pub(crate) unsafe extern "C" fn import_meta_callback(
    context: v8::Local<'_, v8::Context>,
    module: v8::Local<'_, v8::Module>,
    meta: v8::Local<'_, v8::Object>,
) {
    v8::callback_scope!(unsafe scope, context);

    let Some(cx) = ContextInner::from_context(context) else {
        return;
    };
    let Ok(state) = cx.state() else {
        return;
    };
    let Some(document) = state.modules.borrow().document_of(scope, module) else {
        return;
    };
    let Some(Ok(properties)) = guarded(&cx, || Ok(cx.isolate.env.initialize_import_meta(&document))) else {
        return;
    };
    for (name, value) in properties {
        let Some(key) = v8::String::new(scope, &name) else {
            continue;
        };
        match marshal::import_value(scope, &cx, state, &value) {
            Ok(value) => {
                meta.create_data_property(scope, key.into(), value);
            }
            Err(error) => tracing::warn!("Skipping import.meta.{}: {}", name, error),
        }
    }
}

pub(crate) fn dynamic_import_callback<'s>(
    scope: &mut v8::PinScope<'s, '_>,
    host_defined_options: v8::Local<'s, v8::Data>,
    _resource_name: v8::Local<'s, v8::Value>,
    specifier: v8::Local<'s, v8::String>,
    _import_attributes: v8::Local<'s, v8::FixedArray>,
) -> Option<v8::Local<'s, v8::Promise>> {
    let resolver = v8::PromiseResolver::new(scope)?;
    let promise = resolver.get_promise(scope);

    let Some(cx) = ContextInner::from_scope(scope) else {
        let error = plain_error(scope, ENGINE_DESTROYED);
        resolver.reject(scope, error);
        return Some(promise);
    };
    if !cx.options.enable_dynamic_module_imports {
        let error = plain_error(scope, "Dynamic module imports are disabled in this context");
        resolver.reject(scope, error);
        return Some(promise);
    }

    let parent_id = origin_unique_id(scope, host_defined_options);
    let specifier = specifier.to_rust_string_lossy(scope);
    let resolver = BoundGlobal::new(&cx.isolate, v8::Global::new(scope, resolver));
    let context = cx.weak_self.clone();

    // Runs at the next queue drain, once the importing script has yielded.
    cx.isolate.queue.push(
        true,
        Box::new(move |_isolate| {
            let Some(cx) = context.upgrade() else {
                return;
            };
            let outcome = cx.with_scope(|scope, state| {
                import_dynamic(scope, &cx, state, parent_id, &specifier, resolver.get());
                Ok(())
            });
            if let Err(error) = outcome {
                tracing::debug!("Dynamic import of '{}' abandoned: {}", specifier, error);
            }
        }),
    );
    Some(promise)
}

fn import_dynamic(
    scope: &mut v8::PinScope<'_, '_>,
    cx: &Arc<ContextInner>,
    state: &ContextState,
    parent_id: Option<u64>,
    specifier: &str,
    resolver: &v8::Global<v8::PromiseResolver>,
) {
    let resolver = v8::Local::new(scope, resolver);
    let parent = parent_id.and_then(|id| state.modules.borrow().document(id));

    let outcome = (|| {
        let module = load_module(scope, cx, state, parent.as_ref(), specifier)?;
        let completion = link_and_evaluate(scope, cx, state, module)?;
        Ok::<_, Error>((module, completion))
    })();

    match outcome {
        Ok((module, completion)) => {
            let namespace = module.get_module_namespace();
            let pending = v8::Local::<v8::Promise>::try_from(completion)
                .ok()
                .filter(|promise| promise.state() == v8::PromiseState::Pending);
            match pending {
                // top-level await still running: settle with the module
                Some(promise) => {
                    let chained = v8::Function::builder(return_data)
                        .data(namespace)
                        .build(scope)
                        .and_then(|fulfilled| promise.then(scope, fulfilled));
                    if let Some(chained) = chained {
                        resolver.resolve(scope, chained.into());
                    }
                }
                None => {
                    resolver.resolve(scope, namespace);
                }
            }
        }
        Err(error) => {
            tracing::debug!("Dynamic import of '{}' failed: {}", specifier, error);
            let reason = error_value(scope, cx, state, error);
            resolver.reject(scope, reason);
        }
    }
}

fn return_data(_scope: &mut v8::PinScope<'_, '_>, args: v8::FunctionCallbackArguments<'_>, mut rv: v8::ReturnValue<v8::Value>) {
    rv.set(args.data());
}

■ ■ ■ ■

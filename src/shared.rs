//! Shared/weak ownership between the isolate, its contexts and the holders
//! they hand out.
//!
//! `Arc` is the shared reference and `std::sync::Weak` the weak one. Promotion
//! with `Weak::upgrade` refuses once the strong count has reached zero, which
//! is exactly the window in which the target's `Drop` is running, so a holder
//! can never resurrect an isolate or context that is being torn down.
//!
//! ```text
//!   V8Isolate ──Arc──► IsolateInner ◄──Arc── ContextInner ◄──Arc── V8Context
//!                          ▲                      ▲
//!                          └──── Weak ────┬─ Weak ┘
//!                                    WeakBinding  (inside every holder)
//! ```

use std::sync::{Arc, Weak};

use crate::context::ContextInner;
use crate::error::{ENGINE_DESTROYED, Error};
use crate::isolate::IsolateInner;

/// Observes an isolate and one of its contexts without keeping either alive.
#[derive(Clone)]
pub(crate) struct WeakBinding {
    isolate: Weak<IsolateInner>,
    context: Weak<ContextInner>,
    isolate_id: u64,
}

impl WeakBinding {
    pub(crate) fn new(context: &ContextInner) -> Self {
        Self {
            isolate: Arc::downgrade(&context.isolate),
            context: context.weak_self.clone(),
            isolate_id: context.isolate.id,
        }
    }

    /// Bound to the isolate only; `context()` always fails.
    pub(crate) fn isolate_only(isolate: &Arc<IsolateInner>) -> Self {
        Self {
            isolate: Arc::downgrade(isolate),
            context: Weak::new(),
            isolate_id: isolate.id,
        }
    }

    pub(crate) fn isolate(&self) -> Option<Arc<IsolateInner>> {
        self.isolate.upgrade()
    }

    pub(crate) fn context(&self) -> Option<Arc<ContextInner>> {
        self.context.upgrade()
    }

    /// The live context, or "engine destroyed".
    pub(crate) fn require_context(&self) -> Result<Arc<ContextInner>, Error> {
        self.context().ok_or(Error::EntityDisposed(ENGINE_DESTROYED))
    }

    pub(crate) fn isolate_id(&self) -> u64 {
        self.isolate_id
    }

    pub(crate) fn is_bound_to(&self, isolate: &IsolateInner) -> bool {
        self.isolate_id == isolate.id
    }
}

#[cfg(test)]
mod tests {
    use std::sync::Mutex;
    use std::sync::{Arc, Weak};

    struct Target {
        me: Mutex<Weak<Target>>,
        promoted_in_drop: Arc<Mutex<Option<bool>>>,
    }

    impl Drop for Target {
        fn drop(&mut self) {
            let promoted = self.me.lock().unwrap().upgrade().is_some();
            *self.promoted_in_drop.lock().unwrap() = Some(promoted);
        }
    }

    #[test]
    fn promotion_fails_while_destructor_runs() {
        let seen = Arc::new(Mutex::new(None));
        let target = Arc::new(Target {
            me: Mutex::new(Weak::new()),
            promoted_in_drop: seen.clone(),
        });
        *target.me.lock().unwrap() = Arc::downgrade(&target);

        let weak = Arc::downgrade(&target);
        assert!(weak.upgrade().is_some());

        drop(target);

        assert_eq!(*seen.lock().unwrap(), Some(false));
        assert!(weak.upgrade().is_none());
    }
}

■ ■ ■ ■

Task brief.
Would you show every line in the data above that contains the string "impl"?

Solution to this exercise.
impl WeakBinding {
    impl Drop for Target {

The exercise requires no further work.